Childebert, entrant dans les vues de Withur, fit mine d'adresser de véhéments reproches à Paul sur son manque de charité qui le faisait garder pour lui seul son grand talent, au lieu d'en faire profiter son prochain. Prenant ces remontrances au sérieux, le malheureux envoyé se mit à genoux devant le Roi et se déclara prêt à exécuter tous les ordres qu'il lui donnerait :

- Alors, dit le roi, tu accepteras d'être évêque.

Et immédiatement, par trois évêques qui se trouvaient de passage à Paris, il lui fit donner, malgré ses larmes, la consécration épiscopale.

De retour dans le pays de Léon, Paul Aurélien s'occupa d'organiser son diocèse. Son monastère principal demeura dans l'île de Batz, mais il fixa le siège de son évêché à Castel Pol (aujourd'hui Saint-Pol-de-Léon) et construisit sa demeure parmi les ruines d'une ancienne forteresse gallo-romaine. Dans cette enceinte, s'élevait un gros arbre creux, où gîtait une quantité considérable d'abeilles. Paul divisa cette masse en essaims qu'il lança dans toutes les directions, pour que les agiles travailleuses y portassent leurs dons. Des buffles et des ours étaient aussi les hôtes de la forteresse, ils reçurent, à leur tour, l'ordre de gagner les forêts lointaines. Une laie sauvage refusa cependant d'obéir au saint. Elle allaitait une portée et ne pouvait s'éloigner. Le saint, touché sans doute par ses vertus maternelles, la caressa. La bête se fit plus douce et demeura dans la porcherie de l'évêché. Elle donna naissance à une espèce porcine superbe, connue en Bretagne sous le nom de race royale des porcs.

Cependant Paul aurait bien voulu se délivrer des charges de l'épiscopat. Il se fit désigner, trois fois de suite, un coadjuteur, choisi parmi ses meilleurs disciples. Trois fois de suite, le coadjuteur mourut, un an jour pour jour après sa nomination.

Paul Aurélien vécut très vieux. Certains hagiographes assurent qu'il atteignit l'âge de 140 ans. On dit que les travaux, les jeûnes et l'âge avaient tellement miné son corps, qu'il n'avait plus de chair et que sa peau, tendue sur les os, laissait passer les rayons du soleil à travers ses mains desséchées.

C'est dans l'île de Batz, dans une cellule qu'il avait fait construire proche de son monastère, que Paul Aurélien mourut. Son corps fut transféré sur le continent et enseveli dans la cathédrale qui porte son nom : Saint-Pol-de-Léon.

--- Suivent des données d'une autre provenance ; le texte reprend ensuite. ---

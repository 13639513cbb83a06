//! Engine options passed through to the external tool.

use serde::Deserialize;
use std::fmt;
use std::path::PathBuf;
use std::str::FromStr;
use std::time::Duration;
use thiserror::Error;

#[derive(Debug, Clone, PartialEq, Eq, Error)]
#[error("unknown {kind} '{value}' (expected one of: {expected})")]
pub struct ParseOptionError {
    kind: &'static str,
    value: String,
    expected: &'static str,
}

/// Feature detector flavor.
#[derive(Debug, Clone, Copy, PartialEq, Eq, Default, Deserialize)]
#[serde(rename_all = "kebab-case")]
pub enum FeatureMethod {
    /// Plain SIFT.
    #[default]
    Sift,
    /// Domain-size pooled SIFT with affine shape estimation.
    DspSift,
}

impl FeatureMethod {
    /// Extra feature extractor flags.
    pub fn extraction_flags(self) -> &'static [(&'static str, &'static str)] {
        match self {
            FeatureMethod::Sift => &[],
            FeatureMethod::DspSift => &[
                ("SiftExtraction.domain_size_pooling", "1"),
                ("SiftExtraction.estimate_affine_shape", "1"),
            ],
        }
    }

    /// Extra matcher flags.
    pub fn matching_flags(self) -> &'static [(&'static str, &'static str)] {
        match self {
            FeatureMethod::Sift => &[],
            FeatureMethod::DspSift => &[("SiftMatching.guided_matching", "1")],
        }
    }
}

impl FromStr for FeatureMethod {
    type Err = ParseOptionError;

    fn from_str(s: &str) -> Result<Self, Self::Err> {
        match s.to_ascii_lowercase().as_str() {
            "sift" => Ok(FeatureMethod::Sift),
            "dsp-sift" | "dspsift" => Ok(FeatureMethod::DspSift),
            _ => Err(ParseOptionError {
                kind: "feature method",
                value: s.to_string(),
                expected: "sift, dsp-sift",
            }),
        }
    }
}

/// How image pairs are chosen for matching.
#[derive(Debug, Clone, Copy, PartialEq, Eq, Default, Deserialize)]
#[serde(rename_all = "kebab-case")]
pub enum MatchingStrategy {
    /// Every pair; slow but robust for small frame sets.
    #[default]
    Exhaustive,
    /// Neighbors in capture order; suited to video-like sequences.
    Sequential,
    /// Neighbors by position prior.
    Spatial,
}

impl MatchingStrategy {
    pub fn command(self) -> &'static str {
        match self {
            MatchingStrategy::Exhaustive => "exhaustive_matcher",
            MatchingStrategy::Sequential => "sequential_matcher",
            MatchingStrategy::Spatial => "spatial_matcher",
        }
    }
}

impl FromStr for MatchingStrategy {
    type Err = ParseOptionError;

    fn from_str(s: &str) -> Result<Self, Self::Err> {
        match s.to_ascii_lowercase().as_str() {
            "exhaustive" => Ok(MatchingStrategy::Exhaustive),
            "sequential" => Ok(MatchingStrategy::Sequential),
            "spatial" => Ok(MatchingStrategy::Spatial),
            _ => Err(ParseOptionError {
                kind: "matching strategy",
                value: s.to_string(),
                expected: "exhaustive, sequential, spatial",
            }),
        }
    }
}

/// Reconstruction quality level.
#[derive(Debug, Clone, Copy, PartialEq, Eq, Default, Deserialize)]
#[serde(rename_all = "kebab-case")]
pub enum Quality {
    Low,
    #[default]
    Medium,
    High,
    Extreme,
}

impl Quality {
    /// Largest image dimension fed to extraction and stereo.
    pub fn max_image_size(self) -> u32 {
        match self {
            Quality::Low => 1000,
            Quality::Medium => 1600,
            Quality::High => 2400,
            Quality::Extreme => 3200,
        }
    }
}

impl FromStr for Quality {
    type Err = ParseOptionError;

    fn from_str(s: &str) -> Result<Self, Self::Err> {
        match s.to_ascii_lowercase().as_str() {
            "low" => Ok(Quality::Low),
            "medium" => Ok(Quality::Medium),
            "high" => Ok(Quality::High),
            "extreme" => Ok(Quality::Extreme),
            _ => Err(ParseOptionError {
                kind: "quality",
                value: s.to_string(),
                expected: "low, medium, high, extreme",
            }),
        }
    }
}

impl fmt::Display for Quality {
    fn fmt(&self, f: &mut fmt::Formatter<'_>) -> fmt::Result {
        let name = match self {
            Quality::Low => "low",
            Quality::Medium => "medium",
            Quality::High => "high",
            Quality::Extreme => "extreme",
        };
        f.write_str(name)
    }
}

/// Configuration for [`ReconstructionEngine`](crate::ReconstructionEngine).
#[derive(Debug, Clone)]
pub struct EngineConfig {
    /// Engine executable.
    pub program: PathBuf,
    pub feature_method: FeatureMethod,
    pub matching: MatchingStrategy,
    pub quality: Quality,
    pub use_gpu: bool,
    pub gpu_index: u32,
    /// Run dense reconstruction and stereo fusion after the sparse model.
    pub dense: bool,
    /// Wall-clock budget for one stage (all of its invocations).
    pub stage_timeout: Duration,
    /// Budget for the availability probe.
    pub probe_timeout: Duration,
}

impl Default for EngineConfig {
    fn default() -> Self {
        Self {
            program: PathBuf::from("colmap"),
            feature_method: FeatureMethod::default(),
            matching: MatchingStrategy::default(),
            quality: Quality::default(),
            use_gpu: true,
            gpu_index: 0,
            dense: true,
            stage_timeout: Duration::from_secs(60 * 60),
            probe_timeout: Duration::from_secs(30),
        }
    }
}

impl EngineConfig {
    pub fn with_program(mut self, program: impl Into<PathBuf>) -> Self {
        self.program = program.into();
        self
    }

    pub fn with_dense(mut self, dense: bool) -> Self {
        self.dense = dense;
        self
    }

    pub fn with_matching(mut self, matching: MatchingStrategy) -> Self {
        self.matching = matching;
        self
    }

    pub fn with_stage_timeout(mut self, timeout: Duration) -> Self {
        self.stage_timeout = timeout;
        self
    }
}

#[cfg(test)]
mod tests {
    use super::*;

    #[test]
    fn test_parse_options() {
        assert_eq!("Sequential".parse::<MatchingStrategy>(), Ok(MatchingStrategy::Sequential));
        assert_eq!("dsp-sift".parse::<FeatureMethod>(), Ok(FeatureMethod::DspSift));
        assert_eq!("high".parse::<Quality>(), Ok(Quality::High));
        let err = "fast".parse::<Quality>().unwrap_err();
        assert!(err.to_string().contains("low, medium, high, extreme"));
    }

    #[test]
    fn test_quality_sizes_increase() {
        let sizes: Vec<_> = [Quality::Low, Quality::Medium, Quality::High, Quality::Extreme]
            .iter()
            .map(|q| q.max_image_size())
            .collect();
        assert!(sizes.windows(2).all(|w| w[0] < w[1]));
    }
}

Ce n'est pas sans regrets et même sans violences que les habitants de l'île de Batz laissèrent s'en aller le corps de celui qu'ils regardaient déjà comme leur grand saint.

Dans le but d'accommoder les désirs des uns et des autres, des insulaires et des terriens, les disciples de Paul recoururent à un ingénieux moyen. On prépara deux chariots attelés chacun de deux bœufs, que l'on plaça à mi-distance de île et de la ville. Le fond des chariots se touchait et les attelages étaient tournés l'un vers l'île l'autre vers la ville. Le cercueil fut placé sur les deux chariots, moitié sur l'un, moitié l'autre comme pour laisser au mort le choix de son tombeau. La tradition assure qu'au moment où les attelages se mirent en marche, la bière devint invisible aux personnes présentes, qui ne purent ainsi discerner lequel des deux chariots emportait le précieux fardeau.

Ce n'est que plus tard, quand les deux chariots furent arrivés, l'un au bord de la mer, l'autre à l'entrée du Castel Pol, que les insulaires trouvèrent leur chariot vide et que les habitants de la ville, avec de grands transports de joie, purent prendre possession des restes mortels de leur évêque.